--- Given information ---

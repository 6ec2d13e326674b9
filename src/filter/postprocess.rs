//! Result-list transforms applied after backend execution.
//!
//! A post-processor handles what a backend cannot express natively. It sees
//! only [`Resolvable`] rows plus the value of its bound data expression,
//! evaluated once for the whole execution.

use super::request::{SortKey, SortOrder};
use crate::error::{PostProcessError, PostProcessResult};
use crate::expression::{Expression, OBJECT_ROOT};
use crate::resolve::{navigate, split_root, Resolvable, Resolver};
use crate::value::{Value, ValueType};
use std::cmp::Ordering;
use std::sync::Arc;

/// Root under which a row-level predicate sees the processor's data
pub const DATA_ROOT: &str = "data";

/// Transform of the final row list
pub trait PostProcessor: Send + Sync {
    /// Name used in diagnostics
    fn name(&self) -> &str;

    /// Filter, reorder or annotate `rows` in place
    fn process(&self, rows: &mut Vec<Arc<dyn Resolvable>>, data: &Value) -> PostProcessResult<()>;
}

/// Keeps at most `data` rows
#[derive(Debug, Clone, Copy, Default)]
pub struct LimitProcessor;

impl PostProcessor for LimitProcessor {
    fn name(&self) -> &str {
        "limit"
    }

    fn process(&self, rows: &mut Vec<Arc<dyn Resolvable>>, data: &Value) -> PostProcessResult<()> {
        let limit = match data.coerce(ValueType::Number) {
            // No threshold means no limit
            Some(Value::Null) => return Ok(()),
            Some(Value::Integer(n)) if n >= 0 => n as usize,
            Some(Value::Float(f)) if f >= 0.0 => f as usize,
            _ => {
                return Err(PostProcessError::failed(
                    self.name(),
                    format!("invalid threshold '{}'", data.to_text()),
                ))
            }
        };
        rows.truncate(limit);
        Ok(())
    }
}

/// Sorts rows by the keys given as data: a single `attr[:asc|desc]`
/// string or a collection of them. NULLs sort first in ascending order
/// and last in descending order.
#[derive(Debug, Clone, Copy, Default)]
pub struct SortProcessor;

impl SortProcessor {
    fn keys(&self, data: &Value) -> PostProcessResult<Vec<SortKey>> {
        data.elements()
            .iter()
            .map(|spec| {
                spec.as_str().and_then(SortKey::parse).ok_or_else(|| {
                    PostProcessError::failed(
                        self.name(),
                        format!("invalid sort key '{}'", spec.to_text()),
                    )
                })
            })
            .collect()
    }
}

fn compare_keys(a: &dyn Resolvable, b: &dyn Resolvable, keys: &[SortKey]) -> Ordering {
    for key in keys {
        let left = a.get(&key.attribute).unwrap_or(Value::Null);
        let right = b.get(&key.attribute).unwrap_or(Value::Null);
        let ordering = match (left.is_null(), right.is_null()) {
            (true, true) => Ordering::Equal,
            (true, false) => Ordering::Less,
            (false, true) => Ordering::Greater,
            (false, false) => left.compare(&right).unwrap_or(Ordering::Equal),
        };
        let ordering = match key.order {
            SortOrder::Asc => ordering,
            SortOrder::Desc => ordering.reverse(),
        };
        if ordering != Ordering::Equal {
            return ordering;
        }
    }
    Ordering::Equal
}

impl PostProcessor for SortProcessor {
    fn name(&self) -> &str {
        "sort"
    }

    fn process(&self, rows: &mut Vec<Arc<dyn Resolvable>>, data: &Value) -> PostProcessResult<()> {
        let keys = self.keys(data)?;
        rows.sort_by(|a, b| compare_keys(a.as_ref(), b.as_ref(), &keys));
        Ok(())
    }
}

/// Resolves `object.*` against one row and `data.*` against the
/// processor's data
struct RowResolver<'a> {
    row: &'a Arc<dyn Resolvable>,
    data: &'a Value,
}

impl Resolver for RowResolver<'_> {
    fn resolve(&self, path: &str) -> Option<Value> {
        let (root, rest) = split_root(path);
        let segments: Vec<&str> = rest.map(|rest| rest.split('.').collect()).unwrap_or_default();
        match root {
            OBJECT_ROOT => navigate(&Value::object(Arc::clone(self.row)), &segments),
            DATA_ROOT => navigate(self.data, &segments),
            _ => None,
        }
    }
}

/// Keeps the rows for which an expression holds, evaluated in-process
#[derive(Debug, Clone)]
pub struct ExpressionFilterProcessor {
    predicate: Expression,
}

impl ExpressionFilterProcessor {
    pub fn new(predicate: Expression) -> Self {
        Self { predicate }
    }
}

impl PostProcessor for ExpressionFilterProcessor {
    fn name(&self) -> &str {
        "expression-filter"
    }

    fn process(&self, rows: &mut Vec<Arc<dyn Resolvable>>, data: &Value) -> PostProcessResult<()> {
        let mut kept = Vec::with_capacity(rows.len());
        for row in rows.drain(..) {
            let resolver = RowResolver { row: &row, data };
            let matches = self
                .predicate
                .matches(&resolver)
                .map_err(|e| PostProcessError::failed("expression-filter", e.to_string()))?;
            if matches {
                kept.push(row);
            }
        }
        *rows = kept;
        Ok(())
    }
}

---

Look above for the line that contains "use std::cmp::Ordering;". Starting there, transcribe every line exactly until you have copied the line that contains "Keeps at most".

use std::cmp::Ordering;
use std::sync::Arc;

/// Root under which a row-level predicate sees the processor's data
pub const DATA_ROOT: &str = "data";

/// Transform of the final row list
pub trait PostProcessor: Send + Sync {
    /// Name used in diagnostics
    fn name(&self) -> &str;

    /// Filter, reorder or annotate `rows` in place
    fn process(&self, rows: &mut Vec<Arc<dyn Resolvable>>, data: &Value) -> PostProcessResult<()>;
}

/// Keeps at most `data` rows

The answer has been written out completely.